Human ovarian extracellular vesicles proteome from polycystic ovary syndrome patients associate with follicular development alterations

Abstract

The development of the ovarian follicle requires the presence of several factors that come from the blood and follicular cells. Among these factors, extracellular vesicles (EVs) represent an original communication pathway inside the ovarian follicle. Recently, EVs have been shown to play potential roles in follicular development and reproduction-related disorders, including the polycystic ovary syndrome (PCOS). The proteomic analysis of sEVs isolated from FF in comparison to sEVs purified from plasma has shown a specific pattern of proteins secreted by ovarian steroidogenic cells such as granulosa cells. Thus, a human granulosa cell line exposed to sEVs from FF of normal patients increased their progesterone, estradiol, and testosterone secretion.

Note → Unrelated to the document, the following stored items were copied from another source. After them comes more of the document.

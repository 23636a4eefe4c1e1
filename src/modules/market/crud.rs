use chrono::Utc;

use super::model::Market;
use super::schema::{CreateMarketRequest, MarketSearch, UpdateMarketRequest};
use crate::config::DbPool;
use crate::error::AppResult;
use crate::modules::common::{like_pattern, PageQuery, Paginated};

const SEARCH_FILTER: &str = r#"
    WHERE developer_id = ?
      AND (? IS NULL OR LOWER(trade) LIKE ? ESCAPE '\')
      AND (? IS NULL OR LOWER(trade_union) LIKE ? ESCAPE '\')
      AND (? IS NULL OR LOWER(taxes) LIKE ? ESCAPE '\')
"#;

pub struct MarketCrud {
    pool: DbPool,
}

impl MarketCrud {
    pub fn new(pool: DbPool) -> Self {
        Self { pool }
    }

    pub async fn create(&self, developer_id: i64, req: &CreateMarketRequest) -> AppResult<Market> {
        let now = Utc::now();

        let result = sqlx::query(
            r#"
            INSERT INTO markets (developer_id, section, trade, traders, sales_per_day, taxes, trade_union, created_at, updated_at)
            VALUES (?, ?, ?, ?, ?, ?, ?, ?, ?)
            "#,
        )
        .bind(developer_id)
        .bind(req.section)
        .bind(req.trade.trim())
        .bind(req.traders)
        .bind(req.sales_per_day)
        .bind(req.taxes.trim())
        .bind(req.union.trim())
        .bind(now)
        .bind(now)
        .execute(&self.pool)
        .await?;

        tracing::info!(
            section = req.section,
            trade = %req.trade,
            traders = req.traders,
            "market section developed"
        );

        Ok(Market {
            id: result.last_insert_rowid(),
            developer_id,
            section: req.section,
            trade: req.trade.trim().to_string(),
            traders: req.traders,
            sales_per_day: req.sales_per_day,
            taxes: req.taxes.trim().to_string(),
            trade_union: req.union.trim().to_string(),
            created_at: now,
            updated_at: now,
        })
    }

    pub async fn find(&self, developer_id: i64, id: i64) -> AppResult<Option<Market>> {
        let market = sqlx::query_as::<_, Market>("SELECT * FROM markets WHERE id = ? AND developer_id = ?")
            .bind(id)
            .bind(developer_id)
            .fetch_optional(&self.pool)
            .await?;
        Ok(market)
    }

    pub async fn list(&self, developer_id: i64, page: PageQuery) -> AppResult<Paginated<Market>> {
        self.search(developer_id, &MarketSearch::default(), page).await
    }

    /// Every supplied filter must match (case-insensitive substring).
    pub async fn search(
        &self,
        developer_id: i64,
        search: &MarketSearch,
        page: PageQuery,
    ) -> AppResult<Paginated<Market>> {
        let trade = search.trade.as_deref().map(like_pattern);
        let union = search.union.as_deref().map(like_pattern);
        let taxes = search.taxes.as_deref().map(like_pattern);

        let markets = sqlx::query_as::<_, Market>(&format!(
            "SELECT * FROM markets {} ORDER BY section, id LIMIT ? OFFSET ?",
            SEARCH_FILTER
        ))
        .bind(developer_id)
        .bind(&trade)
        .bind(&trade)
        .bind(&union)
        .bind(&union)
        .bind(&taxes)
        .bind(&taxes)
        .bind(page.limit)
        .bind(page.offset())
        .fetch_all(&self.pool)
        .await?;

        let (total,): (i64,) = sqlx::query_as(&format!("SELECT COUNT(*) FROM markets {}", SEARCH_FILTER))
            .bind(developer_id)
            .bind(&trade)
            .bind(&trade)
            .bind(&union)
            .bind(&union)
            .bind(&taxes)
            .bind(&taxes)
            .fetch_one(&self.pool)
            .await?;

        Ok(Paginated::new(markets, page, total))
    }

    pub async fn find_by_section(&self, developer_id: i64, section: i64) -> AppResult<Vec<Market>> {
        let markets = sqlx::query_as::<_, Market>(
            "SELECT * FROM markets WHERE developer_id = ? AND section = ? ORDER BY id",
        )
        .bind(developer_id)
        .bind(section)
        .fetch_all(&self.pool)
        .await?;
        Ok(markets)
    }

    pub async fn update(
        &self,
        developer_id: i64,
        id: i64,
        req: &UpdateMarketRequest,
    ) -> AppResult<Option<Market>> {
        let result = sqlx::query(
            r#"
            UPDATE markets SET
                section = COALESCE(?, section),
                trade = COALESCE(?, trade),
                traders = COALESCE(?, traders),
                sales_per_day = COALESCE(?, sales_per_day),
                taxes = COALESCE(?, taxes),
                trade_union = COALESCE(?, trade_union),
                updated_at = ?
            WHERE id = ? AND developer_id = ?
            "#,
        )
        .bind(req.section)
        .bind(req.trade.as_deref().map(str::trim))
        .bind(req.traders)
        .bind(req.sales_per_day)
        .bind(req.taxes.as_deref().map(str::trim))
        .bind(req.union.as_deref().map(str::trim))
        .bind(Utc::now())
        .bind(id)
        .bind(developer_id)
        .execute(&self.pool)
        .await?;

        if result.rows_affected() == 0 {
            return Ok(None);
        }
        self.find(developer_id, id).await
    }

    pub async fn delete(&self, developer_id: i64, id: i64) -> AppResult<bool> {
        let result = sqlx::query("DELETE FROM markets WHERE id = ? AND developer_id = ?")
            .bind(id)
            .bind(developer_id)
            .execute(&self.pool)
            .await?;
        Ok(result.rows_affected() > 0)
    }

    pub async fn delete_all(&self, developer_id: i64) -> AppResult<u64> {
        let result = sqlx::query("DELETE FROM markets WHERE developer_id = ?")
            .bind(developer_id)
            .execute(&self.pool)
            .await?;
        Ok(result.rows_affected())
    }
}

However, if the sEVs were derived from FF of PCOS patients, the activity of stimulating progesterone production was lost. Stimulation of steroidogenesis by sEVs was associated with an increase in the expression of the StAR gene. In addition, sEVs from FF increased cell proliferation and migration of granulosa cells, and this phenomenon was amplified if sEVs were derived from PCOS patients. Interestingly, STAT3 is a protein overexpressed in sEVs from PCOS patients interacting with most of the cluster of proteins involved in the phenotype observed (cell proliferation, migration, and steroid production) in granulosa cells. In conclusion, this study has demonstrated that sEVs derived from FF could regulate directly the granulosa cell activity. The protein content in sEVs from FF is different in the case of PCOS syndrome and could perturb the granulosa cell functions, including inflammation, steroidogenesis, and cytoskeleton architecture.

Keywords: PCOS; extracellular vesicles; fertility; follicular fluid; granulosa; proteomic.